Why do all black bodies at the same temperature exhibit the same emission spectrum?

Question

I’m reading Eisberg & Resnick Quantum Physics, and there’s a part in the introduction that’s confusing to me. They say, “independent of the details of their composition, it is found that all black bodies at the same temperature emit thermal radiation with the same spectrum. This general fact can be understood on the basis of classical arguments involving thermodynamic equilibrium.”

I understand that an idealized black body absorbs all incident radiation, and that to be in equilibrium with its surroundings it must also emit radiative energy equivalent to what it absorbs. What I don’t understand is why all black bodies at a given temperature must have exactly the same emission spectrum.
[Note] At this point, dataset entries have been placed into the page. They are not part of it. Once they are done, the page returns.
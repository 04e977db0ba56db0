use std::{io, path::PathBuf};

use anyhow::Context as _;
use clap::{Parser, ValueEnum};
use collab::{CollaborationRecord, CollaborationReport};
use serde::Serialize;
use tracing::instrument;

use super::{
    Context,
    longest::print_longest,
    terminal::{Colorize, print_heading, print_table},
};

/// Command arguments for `collab report`.
#[derive(Debug, Parser)]
#[command(about = "Report every pair of employees who worked on a project together")]
pub struct Report {
    /// The assignment file to read.
    file: PathBuf,

    /// Output format (default: table).
    #[arg(long, value_enum, default_value_t)]
    output: OutputFormat,

    /// Order of the listed pairs (default: total).
    #[arg(long, value_enum, default_value_t)]
    sort: SortOrder,

    /// Only list pairs who shared at least this many days.
    #[arg(long, value_name = "DAYS")]
    min_days: Option<u64>,

    /// Limit number of pairs listed.
    #[arg(long)]
    limit: Option<usize>,

    /// Suppress headers and format rows for scripting.
    #[arg(long)]
    quiet: bool,
}

/// Supported output formats.
#[derive(Copy, Clone, Debug, Eq, PartialEq, ValueEnum, Default)]
pub enum OutputFormat {
    #[default]
    Table,
    Json,
    Csv,
}

/// Orders for the listed pairs.
#[derive(Copy, Clone, Debug, Eq, PartialEq, ValueEnum, Default)]
pub enum SortOrder {
    /// Most shared days first; ties keep input order.
    #[default]
    Total,
    /// The order pairs were found in.
    Input,
}

/// The report as written to JSON, with the listed pairs only.
#[derive(Debug, Serialize)]
struct JsonReport<'a> {
    #[serde(rename = "longestCollaboration")]
    longest: &'a CollaborationRecord,

    #[serde(rename = "allCollaborations")]
    all: Vec<&'a CollaborationRecord>,
}

impl Report {
    #[instrument(level = "debug", skip(self, context), fields(file = %self.file.display()))]
    pub fn run(self, context: &Context) -> anyhow::Result<()> {
        let report = context.analyze(&self.file)?;
        let listed = self.listed(&report);

        match self.output {
            OutputFormat::Json => render_json(&report, listed)?,
            OutputFormat::Csv => render_csv(&listed, self.quiet)?,
            OutputFormat::Table if self.quiet => render_quiet(&listed),
            OutputFormat::Table => render_table(&report, &listed),
        }

        Ok(())
    }

    /// The pairs to list, after ordering, filtering and limiting.
    fn listed<'a>(&self, report: &'a CollaborationReport) -> Vec<&'a CollaborationRecord> {
        let ordered = match self.sort {
            SortOrder::Total => report.ranked(),
            SortOrder::Input => report.all().iter().collect(),
        };

        ordered
            .into_iter()
            .filter(|record| self.min_days.is_none_or(|min| record.total_days() >= min))
            .take(self.limit.unwrap_or(usize::MAX))
            .collect()
    }
}

fn render_json(report: &CollaborationReport, listed: Vec<&CollaborationRecord>) -> anyhow::Result<()> {
    let output = JsonReport {
        longest: report.longest(),
        all: listed,
    };
    serde_json::to_writer_pretty(io::stdout(), &output).context("failed to render json output")?;
    println!();
    Ok(())
}

fn render_csv(listed: &[&CollaborationRecord], quiet: bool) -> anyhow::Result<()> {
    let mut writer = csv::Writer::from_writer(io::stdout());

    if !quiet {
        writer.write_record(["emp1", "emp2", "totalDays", "projectId", "daysWorked"])?;
    }

    for record in listed {
        let total_days = record.total_days().to_string();
        for project in record.projects() {
            let days_worked = project.days_worked().to_string();
            writer.write_record([
                record.employee_a().as_str(),
                record.employee_b().as_str(),
                total_days.as_str(),
                project.project_id().as_str(),
                days_worked.as_str(),
            ])?;
        }
    }

    writer.flush().context("failed to render csv output")?;
    Ok(())
}

fn render_quiet(listed: &[&CollaborationRecord]) {
    for record in listed {
        println!(
            "{}\t{}\t{}",
            record.employee_a(),
            record.employee_b(),
            record.total_days()
        );
    }
}

fn render_table(report: &CollaborationReport, listed: &[&CollaborationRecord]) {
    if report.is_empty() {
        println!("No collaborations found.");
        return;
    }

    print_longest(report.longest());
    if !shows_all_pairs(report) {
        return;
    }
    println!();

    print_heading("All collaborations");
    if listed.is_empty() {
        println!("{}", "No pairs match the given filters.".dim());
        return;
    }
    print_table(
        &["Employee ID #1", "Employee ID #2", "Total Days", "Projects"],
        &summary_rows(listed),
    );

    let hidden = report.all().len() - listed.len();
    if hidden > 0 {
        println!();
        println!("{}", format!("{hidden} more pairs not shown").dim());
    }
}

/// With a single pair the full listing would only repeat the longest.
fn shows_all_pairs(report: &CollaborationReport) -> bool {
    report.all().len() > 1
}

fn summary_rows(listed: &[&CollaborationRecord]) -> Vec<Vec<String>> {
    listed
        .iter()
        .map(|record| {
            vec![
                record.employee_a().to_string(),
                record.employee_b().to_string(),
                record.total_days().to_string(),
                record.projects().len().to_string(),
            ]
        })
        .collect()
}

#[cfg(test)]
mod tests {
    use collab::{DateParser, RawAssignment};

    use super::*;

    fn report() -> CollaborationReport {
        let rows = [
            RawAssignment::new("A", "P1", "2024-01-01", "2024-01-03"),
            RawAssignment::new("B", "P1", "2024-01-01", "2024-01-31"),
            RawAssignment::new("C", "P1", "2024-01-01", "2024-01-10"),
            RawAssignment::new("C", "P2", "2024-02-01", "2024-02-05"),
            RawAssignment::new("B", "P2", "2024-02-01", "2024-02-29"),
        ];
        let parser = DateParser::with_today(chrono::NaiveDate::from_ymd_opt(2024, 12, 31).unwrap());
        collab::find_collaborations(&rows, &parser).unwrap()
    }

    fn command(args: &[&str]) -> Report {
        let mut argv = vec!["report", "in.csv"];
        argv.extend_from_slice(args);
        Report::try_parse_from(argv).unwrap()
    }

    fn pairs<'a>(listed: &[&'a CollaborationRecord]) -> Vec<(&'a str, &'a str)> {
        listed
            .iter()
            .map(|r| (r.employee_a().as_str(), r.employee_b().as_str()))
            .collect()
    }

    #[test]
    fn single_pair_is_not_listed_twice() {
        let rows = [
            RawAssignment::new("A", "P1", "2024-01-01", "2024-01-03"),
            RawAssignment::new("B", "P1", "2024-01-01", "2024-01-31"),
        ];
        let parser = DateParser::with_today(chrono::NaiveDate::from_ymd_opt(2024, 12, 31).unwrap());
        let single = collab::find_collaborations(&rows, &parser).unwrap();

        assert!(!shows_all_pairs(&single));
        assert!(shows_all_pairs(&report()));
    }

    #[test]
    fn lists_by_total_by_default() {
        let report = report();

        let listed = command(&[]).listed(&report);

        // B-C: 10 + 5, A-B: 3, A-C: 3
        assert_eq!(pairs(&listed), vec![("B", "C"), ("A", "B"), ("A", "C")]);
    }

    #[test]
    fn lists_in_input_order() {
        let report = report();

        let listed = command(&["--sort", "input"]).listed(&report);

        assert_eq!(pairs(&listed), vec![("A", "B"), ("A", "C"), ("B", "C")]);
    }

    #[test]
    fn filters_and_limits() {
        let report = report();

        assert_eq!(
            pairs(&command(&["--min-days", "4"]).listed(&report)),
            vec![("B", "C")]
        );
        assert_eq!(
            pairs(&command(&["--limit", "2"]).listed(&report)),
            vec![("B", "C"), ("A", "B")]
        );
    }

    #[test]
    fn filters_never_change_the_longest() {
        let report = report();

        let listed = command(&["--min-days", "100"]).listed(&report);

        assert!(listed.is_empty());
        assert_eq!(report.longest().total_days(), 15);
    }

    #[test]
    fn summary_rows_count_projects() {
        let report = report();

        let rows = summary_rows(&report.ranked());

        assert_eq!(rows[0], vec!["B", "C", "15", "2"]);
    }
}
Why is temperature the only factor that can change the emission spectrum of a black body? Why are material composition and the spectrum of incident radiation irrelevant? More specifically, how can this be “understood on the basis of classical arguments involving thermodynamic equilibrium?“

In other words, how can you prove from classical arguments alone, not what the black body emission distribution function is, but that it must be the same for all black bodies at the same temperature?

Answer 1

Imagine you have a black body consisting of a highly absorbent cavitity with a small hole with which to let out some of the radiation within their interior. In this idealised situation, the only way heat can get in or out of the cavity is through the hole - it is otherwise isolated from its surroundings.
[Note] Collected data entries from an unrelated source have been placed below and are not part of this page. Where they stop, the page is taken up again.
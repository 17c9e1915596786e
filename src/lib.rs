//! testauto - test execution engine
//!
//! Runs an ordered list of test cases on a bounded worker pool with a
//! per-case timeout, a stop strategy that can end a run early and a retry
//! strategy for cases that do not pass.
//!
//! ```no_run
//! use std::sync::Arc;
//! use testauto::executor::{RunOptions, StopStrategy, TestRunner};
//! use testauto::models::{CaseMeta, TestCase};
//! use testauto::recorder::DefaultRecorder;
//! use testauto::verify_eq;
//!
//! # async fn demo() -> Result<(), testauto::executor::RunError> {
//! let cases = vec![Arc::new(TestCase::from_fn(CaseMeta::new("sum"), |_| {
//!     verify_eq!(1 + 1, 2);
//!     Ok(())
//! }))];
//!
//! let options = RunOptions::default().with_stop(StopStrategy::FirstNotPass);
//! let summary = TestRunner::new(options)?
//!     .run(&cases, Arc::new(DefaultRecorder::new()))
//!     .await?;
//! assert!(summary.is_all_passed());
//! # Ok(())
//! # }
//! ```

pub mod cli;
pub mod config;
pub mod executor;
pub mod models;
pub mod recorder;
pub mod results;
pub mod suites;
pub mod task;
pub mod utils;
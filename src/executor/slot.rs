//! Execution slot
//!
//! Runs one case attempt under a timeout supervisor and classifies the
//! outcome.
//!
//! The lifecycle (setup, action, teardown) runs on its own OS thread and
//! reports back over a oneshot channel. The slot waits at most the configured
//! timeout. A thread that overruns is *not* killed: the slot records Timeout
//! and drops the join handle, so the thread keeps running unsupervised until
//! the case returns on its own. While it does, it occupies a thread outside
//! the pool's concurrency budget.

use std::any::Any;
use std::fmt;
use std::panic::{self, AssertUnwindSafe};
use std::sync::Arc;
use std::thread;
use std::time::Duration;
use tokio::sync::oneshot;
use tokio::time;
use tracing::{debug, info};

use super::policy::{Decision, PolicyEngine};
use crate::models::{CaseError, CaseResult, TestCase};
use crate::recorder::Recorder;
use crate::utils::Timer;

/// Lifecycle step of a case
#[derive(Clone, Copy, Debug, PartialEq, Eq)]
pub enum Step {
    Setup,
    Action,
    Teardown,
}

impl fmt::Display for Step {
    fn fmt(&self, f: &mut fmt::Formatter<'_>) -> fmt::Result {
        match self {
            Step::Setup => write!(f, "setup"),
            Step::Action => write!(f, "action"),
            Step::Teardown => write!(f, "teardown"),
        }
    }
}

/// What the case thread reports back
#[derive(Debug)]
pub enum LifecycleOutcome {
    Completed,
    Faulted { step: Step, error: CaseError },
    Panicked { step: Step, message: String },
}

/// How waiting for the case thread ended
#[derive(Debug)]
pub enum Wait {
    Finished(LifecycleOutcome),
    /// The thread went away without reporting
    Lost,
    /// The timeout elapsed first
    Elapsed,
}

/// Classified result of one attempt
#[derive(Clone, Debug, PartialEq, Eq)]
pub struct Verdict {
    pub result: CaseResult,
    pub detail: String,
}

impl Verdict {
    fn new(result: CaseResult, detail: impl Into<String>) -> Self {
        Self {
            result,
            detail: detail.into(),
        }
    }
}

/// Classify an attempt. A duration equal to the bound is not a timeout.
pub fn classify(wait: Wait, elapsed: Duration, timeout_secs: u64) -> Verdict {
    let overran = elapsed > Duration::from_secs(timeout_secs);

    match wait {
        Wait::Elapsed => timed_out(timeout_secs),
        _ if overran => timed_out(timeout_secs),
        Wait::Finished(LifecycleOutcome::Completed) => Verdict::new(CaseResult::Pass, ""),
        Wait::Finished(LifecycleOutcome::Faulted { step, error }) => {
            let result = if error.is_assertion() {
                CaseResult::Fail
            } else {
                CaseResult::Block
            };
            Verdict::new(result, format!("{step} failed: {}", error.diagnostic()))
        }
        Wait::Finished(LifecycleOutcome::Panicked { step, message }) => {
            Verdict::new(CaseResult::Block, format!("{step} panicked: {message}"))
        }
        Wait::Lost => Verdict::new(
            CaseResult::Block,
            "case thread exited without reporting an outcome",
        ),
    }
}

fn timed_out(timeout_secs: u64) -> Verdict {
    Verdict::new(
        CaseResult::Timeout,
        format!("execution exceeded the timeout of {timeout_secs} seconds"),
    )
}

/// Run setup, action and teardown, stopping at the first fault
fn run_lifecycle(case: &TestCase) -> LifecycleOutcome {
    let ctx = case.context();
    let body = case.body();

    for step in [Step::Setup, Step::Action, Step::Teardown] {
        let outcome = panic::catch_unwind(AssertUnwindSafe(|| match step {
            Step::Setup => body.setup(&ctx),
            Step::Action => body.action(&ctx),
            Step::Teardown => body.teardown(&ctx),
        }));

        match outcome {
            Ok(Ok(())) => {}
            Ok(Err(error)) => return LifecycleOutcome::Faulted { step, error },
            Err(payload) => {
                return LifecycleOutcome::Panicked {
                    step,
                    message: panic_message(payload.as_ref()),
                }
            }
        }
    }

    LifecycleOutcome::Completed
}

fn panic_message(payload: &(dyn Any + Send)) -> String {
    if let Some(s) = payload.downcast_ref::<&str>() {
        s.to_string()
    } else if let Some(s) = payload.downcast_ref::<String>() {
        s.clone()
    } else {
        "non-string panic payload".to_string()
    }
}

/// Start the lifecycle on a detached thread
fn spawn_lifecycle(case: &Arc<TestCase>) -> std::io::Result<oneshot::Receiver<LifecycleOutcome>> {
    let (tx, rx) = oneshot::channel();
    let case = Arc::clone(case);

    thread::Builder::new()
        .name(format!("case-{}", case.title().replace('\0', "")))
        .spawn(move || {
            let outcome = run_lifecycle(&case);
            // The slot may have stopped listening after a timeout
            let _ = tx.send(outcome);
        })?;

    Ok(rx)
}

/// Execute one attempt of `case`, notifying `recorder` before and after
pub async fn execute(case: &Arc<TestCase>, recorder: &dyn Recorder, timeout_secs: u64) -> Verdict {
    recorder.start_run(case);

    let timer = Timer::start(case.display_name());
    let verdict = match spawn_lifecycle(case) {
        Ok(rx) => {
            let wait = match time::timeout(Duration::from_secs(timeout_secs), rx).await {
                Ok(Ok(outcome)) => Wait::Finished(outcome),
                Ok(Err(_)) => Wait::Lost,
                Err(_) => Wait::Elapsed,
            };
            classify(wait, timer.stop(), timeout_secs)
        }
        Err(e) => Verdict::new(
            CaseResult::Block,
            format!("failed to start case thread: {e}"),
        ),
    };

    recorder.stop_run(case, verdict.result, &verdict.detail);
    verdict
}

/// What a worker did with its case
#[derive(Clone, Copy, Debug, PartialEq, Eq)]
pub enum SlotOutcome {
    /// The stop flag was set before the case started
    Skipped,
    Finished { result: CaseResult, attempts: u32 },
}

/// Worker body: gate on the stop flag, execute, consult the policies and
/// retry once when `RerunNow` asks for it
pub async fn run_slot(
    case: Arc<TestCase>,
    recorder: Arc<dyn Recorder>,
    policy: Arc<PolicyEngine>,
    timeout_secs: u64,
) -> SlotOutcome {
    if policy.is_stopped() {
        debug!("Skipping {} (stop flag set)", case.display_name());
        return SlotOutcome::Skipped;
    }

    let mut verdict = execute(&case, recorder.as_ref(), timeout_secs).await;
    let mut attempts = 1;

    if policy.on_outcome(case.title(), case.priority(), verdict.result, true) == Decision::RetryNow
    {
        info!(
            "Retrying {} immediately after {}",
            case.display_name(),
            verdict.result
        );
        verdict = execute(&case, recorder.as_ref(), timeout_secs).await;
        attempts += 1;
        policy.on_outcome(case.title(), case.priority(), verdict.result, false);
    }

    SlotOutcome::Finished {
        result: verdict.result,
        attempts,
    }
}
By definition, the blackbody (the hole in this case) absorbs all light that is incident upon it and it is in thermal equilibrium - i.e. the cavity temperature must not change with time.

Now let's introduce a second blackbody, constructed of some other material and perhaps of a different shape or size, and place it such that the the two apertures of the blackbodies are in contact, so that any radiation leaving BB1 will enter BB2 and vice versa. If you leave this system for sufficient time then they will achieve the same temperature, such that in equilibrium just as much power exits BB1 and enters BB2 as vice versa.

However, if you were to then insert a filter between the two apertures that only allowed a narrow range of wavelengths to pass through, then if the spectrum of radiation emitted by the two apertures were different, then one cavity would heat up and the other would cool down. But if that happened they would not be in thermal equilibrium and so they would not be blackbodies. Thus genuine "blackbody radiation" must have a universal spectrum that only depends on temperature, not on the material, shape or size of the blackbody.

Answer 2

Black body radiation was one of the first experimental observations that forced the theory quantization and finally the theory of quantum mechanics on the physics of the microcosm.

There are no classical arguments, just Planck's intuition in trying to fit observed spectra.

The amount of radiation emitted in a given frequency range should be proportional to the number of modes in that range. The best of classical physics suggested that all modes had an equal chance of being produced, and that the number of modes went up proportional to the square of the frequency.

But the predicted continual increase in radiated energy with frequency (dubbed the "ultraviolet catastrophe") did not happen. Nature knew better.

Read on in the link.

The functional form fitted the data (approximately) , it is an observational fact. The best fit to the bb curve is by the Cosmic Microwave Background radiation. The sun's fit is approximate. In general emissivity and absorptivity must be taken into account for real measurements.